Department of Neuroscience, University of Rochester Medical Center, Rochester, NY, 14642, USA.
Del Monte Institute for Neuroscience, University of Rochester Medical Center, Rochester, NY, 14642, USA.
Nat Commun. 2020 Nov 20;11(1):5916. doi: 10.1038/s41467-020-19630-y.

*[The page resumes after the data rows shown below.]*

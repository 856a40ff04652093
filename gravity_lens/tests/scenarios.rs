use common::Bounds;
use glam::Vec2;
use gravity_lens::{
    compute_frame, distort_grid, source_position, DeflectionModel, FrameInput, InverseSquareField, LensConfig,
    LensState, RayTracer, Termination,
};

fn scenario_lens() -> LensState {
    LensState::new(Vec2::new(400.0, 300.0), 80.0, 1.5)
}

#[test]
fn test_ray_from_left_edge_terminates() {
    let lens = scenario_lens();
    let bounds = Bounds::new(800.0, 600.0);
    let tracer = RayTracer::new(5.0, 150);
    let field = InverseSquareField::default();

    for start_y in [300.0, 250.0, 120.0] {
        let ray = tracer.trace(Vec2::new(0.0, start_y), Vec2::new(5.0, 0.0), &field, &lens, &bounds);
        let end = ray.end().unwrap();

        assert!(ray.len() <= 151);
        if start_y == 300.0 {
            let escaped_right = end.x >= 800.0 && ray.termination == Termination::Escaped;
            let exhausted = ray.len() == 151 && ray.termination == Termination::Exhausted;
            assert!(escaped_right || exhausted, "end {end:?} after {} points", ray.len());
        }

        let (last, inner) = ray.path.split_last().unwrap();
        for p in inner {
            assert!(p.y >= 0.0 && p.y <= 600.0, "intermediate y out of canvas: {p:?}");
        }
        assert!(last.y >= -5.0 && last.y <= 605.0, "final y too far out: {last:?}");
    }
}

#[test]
fn test_ray_through_lens_center_stays_on_axis() {
    let lens = scenario_lens();
    let bounds = Bounds::new(800.0, 600.0);
    let ray = RayTracer::new(5.0, 150).trace(
        Vec2::new(0.0, 300.0),
        Vec2::new(5.0, 0.0),
        &InverseSquareField::default(),
        &lens,
        &bounds,
    );

    // 150 steps of 5 only reach x = 750, so the budget ends the ray
    assert_eq!(ray.termination, Termination::Exhausted);
    assert_eq!(ray.len(), 151);
    assert!(ray.path.iter().all(|p| (p.y - 300.0).abs() < 1e-4));
}

#[test]
fn test_deflection_at_lens_center_is_zero() {
    let lens = scenario_lens();
    assert_eq!(InverseSquareField::default().deflect(lens.position, &lens), Vec2::ZERO);
}

#[test]
fn test_lens_equation_at_einstein_radius() {
    let source = source_position(Vec2::new(1.0, 0.0), Vec2::ZERO, 1.0);
    assert!(source.length() < 1e-6);
}

#[test]
fn test_grid_unchanged_by_distant_lens() {
    let lens = LensState::new(Vec2::new(1.0e7, -1.0e7), 80.0, 1.5);
    let lines = distort_grid(&Bounds::new(800.0, 600.0), 40.0, 5.0, &InverseSquareField::default(), &lens);

    assert!(!lines.is_empty());
    for line in &lines {
        for (rest, warped) in line.rest_points.iter().zip(&line.points) {
            assert!((*rest - *warped).length() < 1e-3);
        }
    }
}

#[test]
fn test_ray_starting_on_horizon_stays_bounded() {
    let lens = scenario_lens();
    let field = InverseSquareField::default();
    let start = lens.position + Vec2::new(lens.mass * field.horizon_factor, 0.0);
    let bounds = Bounds::new(800.0, 600.0);
    let tracer = RayTracer::new(5.0, 150);

    for dir in [Vec2::X, Vec2::Y, -Vec2::X, Vec2::new(1.0, 1.0)] {
        let ray = tracer.trace(start, dir, &field, &lens, &bounds);
        assert!(ray.len() <= 151);
        for pair in ray.path.windows(2) {
            assert!(pair[1].is_finite());
            assert!((pair[0].distance(pair[1]) - 5.0).abs() < 1e-3);
        }
    }
}

#[test]
fn test_field_finite_and_zero_inside_horizon_on_sweep() {
    let field = InverseSquareField::default();
    for mass in [30.0f32, 80.0, 150.0] {
        for intensity in [0.5f32, 1.5, 10.0] {
            let lens = LensState::new(Vec2::new(400.0, 300.0), mass, intensity);
            for i in 0..=80 {
                for j in 0..=60 {
                    let p = Vec2::new(i as f32 * 10.0, j as f32 * 10.0);
                    let d = field.deflect(p, &lens);
                    assert!(d.is_finite());
                    if p.distance(lens.position) < mass * 0.6 {
                        assert_eq!(d, Vec2::ZERO);
                    }
                }
            }
        }
    }
}

#[test]
fn test_full_frame_with_every_layer() {
    let mut config = LensConfig::default();
    config.stars.seed = Some(11);
    config.stars.ring_fraction = 0.5;
    let bounds = config.display.canvas;
    let stars = gravity_lens::generate_source_field(&config.stars, &bounds, bounds.center());

    let input = FrameInput {
        lens: LensState::new(Vec2::new(400.0, 300.0), 150.0, 10.0),
        ray_count: 30,
        bounds,
        show_grid: true,
        show_photon_sphere: true,
        show_stars: true,
        show_einstein_ring: true,
    };
    let frame = compute_frame(&config, &input, &stars).unwrap();

    assert_eq!(frame.rays.len(), 60);
    assert_eq!(frame.stars.len(), stars.len());
    assert!(frame.rays.iter().all(|r| r.len() <= config.rays.max_steps + 1));
    assert!(frame.stars.iter().all(|s| bounds.contains(s.position)));
}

Everyone experiences common events differently. This leads to personal memories that presumably provide neural signatures of individual identity when events are reimagined. We present initial evidence that these signatures can be read from brain activity. To do this, we progress beyond previous work that has deployed generic group-level computational semantic models to distinguish between neural representations of different events, but not revealed interpersonal differences in event representations. We scanned 26 participants' brain activity using functional Magnetic Resonance Imaging as they vividly imagined themselves personally experiencing 20 common scenarios (e.g., dancing, shopping, wedding). Rather than adopting a one-size-fits-all approach to generically model scenarios, we constructed personal models from participants' verbal descriptions and self-ratings of sensory/motor/cognitive/spatiotemporal and emotional characteristics of the imagined experiences. We demonstrate that participants' neural representations are better predicted by their own models than other peoples'. This showcases how neuroimaging and personalized models can quantify individual-differences in imagined experiences.
每个人对常见事件的体验都不同。这导致了个人记忆,当事件被重新想象时,这些记忆可能为个体身份提供神经特征。我们提出了初步的证据,表明这些特征可以从大脑活动中读取。为此,我们超越了以前的工作,以前的工作已经部署了通用的群体水平计算语义模型来区分不同事件的神经表示,但没有揭示出事件表示中的人际差异。我们使用功能磁共振成像对 26 名参与者的大脑活动进行了扫描,当他们生动地想象自己亲身经历 20 种常见场景(例如跳舞、购物、婚礼)时。我们没有采用一刀切的方法来对场景进行泛化建模,而是根据参与者对想象体验的感觉/运动/认知/时空和情绪特征的口头描述和自我评分,构建了个人模型。我们证明,参与者的神经表示可以通过他们自己的模型更好地预测,而不是其他人的模型。这展示了神经影像学和个性化模型如何量化想象体验中的个体差异。